▶ _Required work_:
Every line in the data below from the one containing "let err: CliError" down to the one containing "loadable from TOML", both included, must be retyped exactly; no other line is to appear.

▶ _Available records_:
-=-=-
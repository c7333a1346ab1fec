#![forbid(unsafe_code)]

//! The seam between a host view and its time-driven subsystems.

use std::time::Duration;

use crate::lifecycle::MountState;

/// A subsystem with scheduled work that a host mounts, drives, and tears down.
///
/// Time is the virtual clock of the host: a [`Duration`] since the page
/// mounted. Hosts call [`advance_to`](Self::advance_to) with a monotonically
/// increasing `now`, and may sleep until [`next_deadline`](Self::next_deadline).
///
/// # Contract
///
/// - `mount` starts scheduled work at most once.
/// - `unmount` cancels every timer the subsystem created. Afterwards no call,
///   including a late `advance_to`, mutates observable state.
/// - `unmount` is idempotent and implementors also run it on `Drop`.
pub trait Mountable {
    /// Short name for logs.
    fn name(&self) -> &'static str;

    /// Start scheduled work at `now`.
    fn mount(&mut self, now: Duration);

    /// Cancel all scheduled work. Idempotent.
    fn unmount(&mut self);

    /// Run every timer due at or before `now`.
    fn advance_to(&mut self, now: Duration);

    /// Earliest pending deadline, if any.
    fn next_deadline(&self) -> Option<Duration>;

    /// Current lifecycle state.
    fn mount_state(&self) -> MountState;

    /// Whether the subsystem is mounted.
    fn is_mounted(&self) -> bool {
        self.mount_state() == MountState::Mounted
    }
}
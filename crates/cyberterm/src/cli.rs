#![forbid(unsafe_code)]

//! Command-line front end.

use std::io;
use std::path::PathBuf;

use clap::Parser;
use cyberterm_core::DeviceTier;
use cyberterm_core::logging::{self, LogFormat};
use thiserror::Error;

use crate::config::{HeroConfig, HeroConfigError};
use crate::driver::{Driver, spawn_line_reader};
use crate::host::{HeroMount, MountConfig};

/// Default log filter when `CYBERTERM_LOG` is unset.
pub const DEFAULT_LOG_DIRECTIVE: &str = "warn";

#[derive(Debug, Parser)]
#[command(
    name = "cyberterm",
    about = "Run the CyberTerm hero terminal in your shell",
    version
)]
pub struct Cli {
    /// Configuration file (TOML, or JSON with a .json extension).
    #[arg(long)]
    pub config: Option<PathBuf>,

    /// Force a device tier (full, tablet, mobile, low-resource).
    #[arg(long)]
    pub tier: Option<DeviceTier>,

    /// Seed for decorative randomness.
    #[arg(long)]
    pub seed: Option<u64>,

    /// Emit logs as JSON lines on stderr.
    #[arg(long = "log-json")]
    pub log_json: bool,
}

impl Cli {
    /// Load the configuration and apply command-line overrides.
    pub fn hero_config(&self) -> Result<HeroConfig, HeroConfigError> {
        let mut config = match &self.config {
            Some(path) => HeroConfig::from_file(path)?,
            None => HeroConfig::default(),
        };
        if let Some(tier) = self.tier {
            config.tier = Some(tier);
        }
        if let Some(seed) = self.seed {
            config.seed = Some(seed);
        }
        config.validated()
    }
}

/// Failures surfaced by the binary.
#[derive(Debug, Error)]
pub enum CliError {
    #[error("configuration error: {0}")]
    Config(#[from] HeroConfigError),

    #[error("I/O error: {0}")]
    Io(#[from] io::Error),

    /// A global subscriber was already installed.
    #[error("logging setup failed: {0}")]
    Logging(String),
}

impl CliError {
    /// Process exit code.
    #[must_use]
    pub fn exit_code(&self) -> i32 {
        match self {
            Self::Config(_) => 2,
            Self::Io(_) => 1,
            Self::Logging(_) => 3,
        }
    }
}

pub fn run_from_env() -> Result<(), CliError> {
    run(Cli::parse())
}

pub fn run(cli: Cli) -> Result<(), CliError> {
    let format = if cli.log_json {
        LogFormat::Json
    } else {
        LogFormat::Pretty
    };
    logging::install(format, DEFAULT_LOG_DIRECTIVE)
        .map_err(|e| CliError::Logging(e.to_string()))?;

    let config = cli.hero_config()?;
    let tier = config.resolve_tier();
    tracing::info!(target: "cyberterm.host", tier = %tier, "starting");

    let hero = HeroMount::mount(&config, MountConfig::new(tier))?;
    let (input, _reader) = spawn_line_reader(io::BufReader::new(io::stdin()), hero.guard());
    let mut driver = Driver::new(hero);
    let stdout = io::stdout();
    driver.run(&input, &mut stdout.lock())?;
    Ok(())
}

#[cfg(test)]
mod tests {
    use super::*;
    use std::ffi::OsString;

    #[test]
    fn parses_flags() {
        let cli = Cli::try_parse_from([
            "cyberterm",
            "--tier",
            "low_resource",
            "--seed",
            "9",
            "--log-json",
        ])
        .unwrap();
        assert_eq!(cli.tier, Some(DeviceTier::LowResource));
        assert_eq!(cli.seed, Some(9));
        assert!(cli.log_json);
        assert!(cli.config.is_none());
    }

    #[test]
    fn rejects_unknown_tier() {
        assert!(Cli::try_parse_from(["cyberterm", "--tier", "toaster"]).is_err());
    }

    #[test]
    fn flags_override_file() {
        let dir = tempfile::tempdir().unwrap();
        let path = dir.path().join("hero.toml");
        std::fs::write(&path, "seed = 1\ntier = \"mobile\"\n").unwrap();
        let args: Vec<OsString> = vec![
            "cyberterm".into(),
            "--config".into(),
            path.into_os_string(),
            "--seed".into(),
            "5".into(),
        ];
        let cli = Cli::try_parse_from(args).unwrap();
        let config = cli.hero_config().unwrap();
        assert_eq!(config.seed, Some(5));
        assert_eq!(config.tier, Some(DeviceTier::Mobile));
    }

    #[test]
    fn invalid_file_maps_to_config_exit_code() {
        let dir = tempfile::tempdir().unwrap();
        let path = dir.path().join("hero.json");
        std::fs::write(&path, r#"{"particles": {"tick_ms": 0}}"#).unwrap();
        let args: Vec<OsString> =
            vec!["cyberterm".into(), "--config".into(), path.into_os_string()];
        let cli = Cli::try_parse_from(args).unwrap();
        let err = CliError::from(cli.hero_config().unwrap_err());
        assert_eq!(err.exit_code(), 2);
        assert!(err.to_string().starts_with("configuration error: validation errors"));
        assert!(std::error::Error::source(&err).is_some());
    }

    #[test]
    fn io_errors_convert_with_source() {
        let err: CliError = io::Error::new(io::ErrorKind::BrokenPipe, "closed").into();
        assert_eq!(err.exit_code(), 1);
        assert_eq!(err.to_string(), "I/O error: closed");
        assert!(std::error::Error::source(&err).is_some());
        assert!(std::error::Error::source(&CliError::Logging("x".into())).is_none());
    }
}
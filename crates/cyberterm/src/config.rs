#![forbid(unsafe_code)]

//! Hero configuration.
//!
//! Every tunable of the hero lives in one [`HeroConfig`], loadable from TOML
//! or JSON. Every section uses `#[serde(default)]`, so a partial file only
//! overrides what it names.
//!
//! # Example (TOML)
//!
//! ```toml
//! seed = 7
//!
//! [capabilities]
//! viewport_width = 820
//!
//! [terminal]
//! reveal_delay_ms = 20
//! boot_lines = ["Booting...", "Ready."]
//!
//! [ambient.glitch]
//! period_ms = 4000
//! probability = 0.5
//! active_ms = 150
//! min_tier = "mobile"
//!
//! [particles]
//! max_particles = 30
//! ```

use std::fmt;
use std::path::Path;

use cyberterm_core::{Capabilities, DeviceTier};
use cyberterm_fx::{AmbientConfig, ParticleConfig};
use cyberterm_shell::{CatalogError, CommandCatalog, CommandTable, TerminalConfig};
use serde::{Deserialize, Serialize};

/// Complete hero configuration.
#[derive(Debug, Clone, PartialEq, Default, Serialize, Deserialize)]
#[serde(default)]
pub struct HeroConfig {
    /// Forced tier; classified from `capabilities` when absent.
    pub tier: Option<DeviceTier>,
    /// RNG seed for decorative effects; OS entropy when absent.
    pub seed: Option<u64>,
    /// Host-probed capabilities.
    pub capabilities: Capabilities,
    /// Boot sequence, transcript, and input history.
    pub terminal: TerminalConfig,
    /// Locale-specific command data.
    pub catalog: CommandCatalog,
    /// Ambient effect table.
    pub ambient: AmbientConfig,
    /// Pointer particle tunables.
    pub particles: ParticleConfig,
}

impl HeroConfig {
    /// Load from a TOML string.
    pub fn from_toml_str(s: &str) -> Result<Self, HeroConfigError> {
        toml::from_str(s).map_err(HeroConfigError::Toml)
    }

    /// Load from a TOML file on disk.
    pub fn from_toml_file(path: impl AsRef<Path>) -> Result<Self, HeroConfigError> {
        let content = std::fs::read_to_string(path.as_ref()).map_err(HeroConfigError::Io)?;
        Self::from_toml_str(&content)
    }

    /// Load from a JSON string.
    pub fn from_json_str(s: &str) -> Result<Self, HeroConfigError> {
        serde_json::from_str(s).map_err(HeroConfigError::Json)
    }

    /// Load from a JSON file on disk.
    pub fn from_json_file(path: impl AsRef<Path>) -> Result<Self, HeroConfigError> {
        let content = std::fs::read_to_string(path.as_ref()).map_err(HeroConfigError::Io)?;
        Self::from_json_str(&content)
    }

    /// Load a file, picking the format from its extension (`.json` is JSON,
    /// anything else TOML).
    pub fn from_file(path: impl AsRef<Path>) -> Result<Self, HeroConfigError> {
        let path = path.as_ref();
        let is_json = path
            .extension()
            .is_some_and(|ext| ext.eq_ignore_ascii_case("json"));
        if is_json {
            Self::from_json_file(path)
        } else {
            Self::from_toml_file(path)
        }
    }

    /// Serialize to a TOML string.
    pub fn to_toml_string(&self) -> Result<String, toml::ser::Error> {
        toml::to_string_pretty(self)
    }

    /// Tier for this session: the forced tier, or the classified one.
    #[must_use]
    pub fn resolve_tier(&self) -> DeviceTier {
        self.tier
            .unwrap_or_else(|| DeviceTier::classify(&self.capabilities))
    }

    /// Validate all numeric ranges.
    ///
    /// Returns a list of validation errors. An empty list means the config
    /// is valid. Catalog problems are reported separately by
    /// [`command_table`](Self::command_table).
    #[must_use]
    pub fn validate(&self) -> Vec<String> {
        let mut errors = self.terminal.validate();
        errors.extend(self.ambient.validate());
        errors.extend(self.particles.validate());
        errors
    }

    /// Build the command table from the catalog.
    pub fn command_table(&self) -> Result<CommandTable, HeroConfigError> {
        CommandTable::from_catalog(self.catalog.clone()).map_err(HeroConfigError::Catalog)
    }

    /// Check everything, returning the config unchanged when usable.
    pub fn validated(self) -> Result<Self, HeroConfigError> {
        let errors = self.validate();
        if !errors.is_empty() {
            return Err(HeroConfigError::Validation(errors));
        }
        self.catalog.check().map_err(HeroConfigError::Catalog)?;
        Ok(self)
    }
}

/// Errors from loading or checking a [`HeroConfig`].
#[derive(Debug)]
pub enum HeroConfigError {
    /// I/O error reading a file.
    Io(std::io::Error),
    /// TOML parse error.
    Toml(toml::de::Error),
    /// JSON parse error.
    Json(serde_json::Error),
    /// Range errors, all of them.
    Validation(Vec<String>),
    /// The command catalog is unusable.
    Catalog(CatalogError),
}

impl fmt::Display for HeroConfigError {
    fn fmt(&self, f: &mut fmt::Formatter<'_>) -> fmt::Result {
        match self {
            Self::Io(e) => write!(f, "I/O error: {e}"),
            Self::Toml(e) => write!(f, "TOML parse error: {e}"),
            Self::Json(e) => write!(f, "JSON parse error: {e}"),
            Self::Validation(errors) => write!(f, "validation errors: {}", errors.join("; ")),
            Self::Catalog(e) => write!(f, "command catalog: {e}"),
        }
    }
}

impl std::error::Error for HeroConfigError {
    fn source(&self) -> Option<&(dyn std::error::Error + 'static)> {
        match self {
            Self::Io(e) => Some(e),
            Self::Toml(e) => Some(e),
            Self::Json(e) => Some(e),
            Self::Catalog(e) => Some(e),
            Self::Validation(_) => None,
        }
    }
}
-=-=-
▶ _Answer area_:
        let err: CliError = io::Error::new(io::ErrorKind::BrokenPipe, "closed").into();
        assert_eq!(err.exit_code(), 1);
        assert_eq!(err.to_string(), "I/O error: closed");
        assert!(std::error::Error::source(&err).is_some());
        assert!(std::error::Error::source(&CliError::Logging("x".into())).is_none());
    }
}
filename crates/cyberterm/src/config.rs
#![forbid(unsafe_code)]

//! Hero configuration.
//!
//! Every tunable of the hero lives in one [`HeroConfig`], loadable from TOML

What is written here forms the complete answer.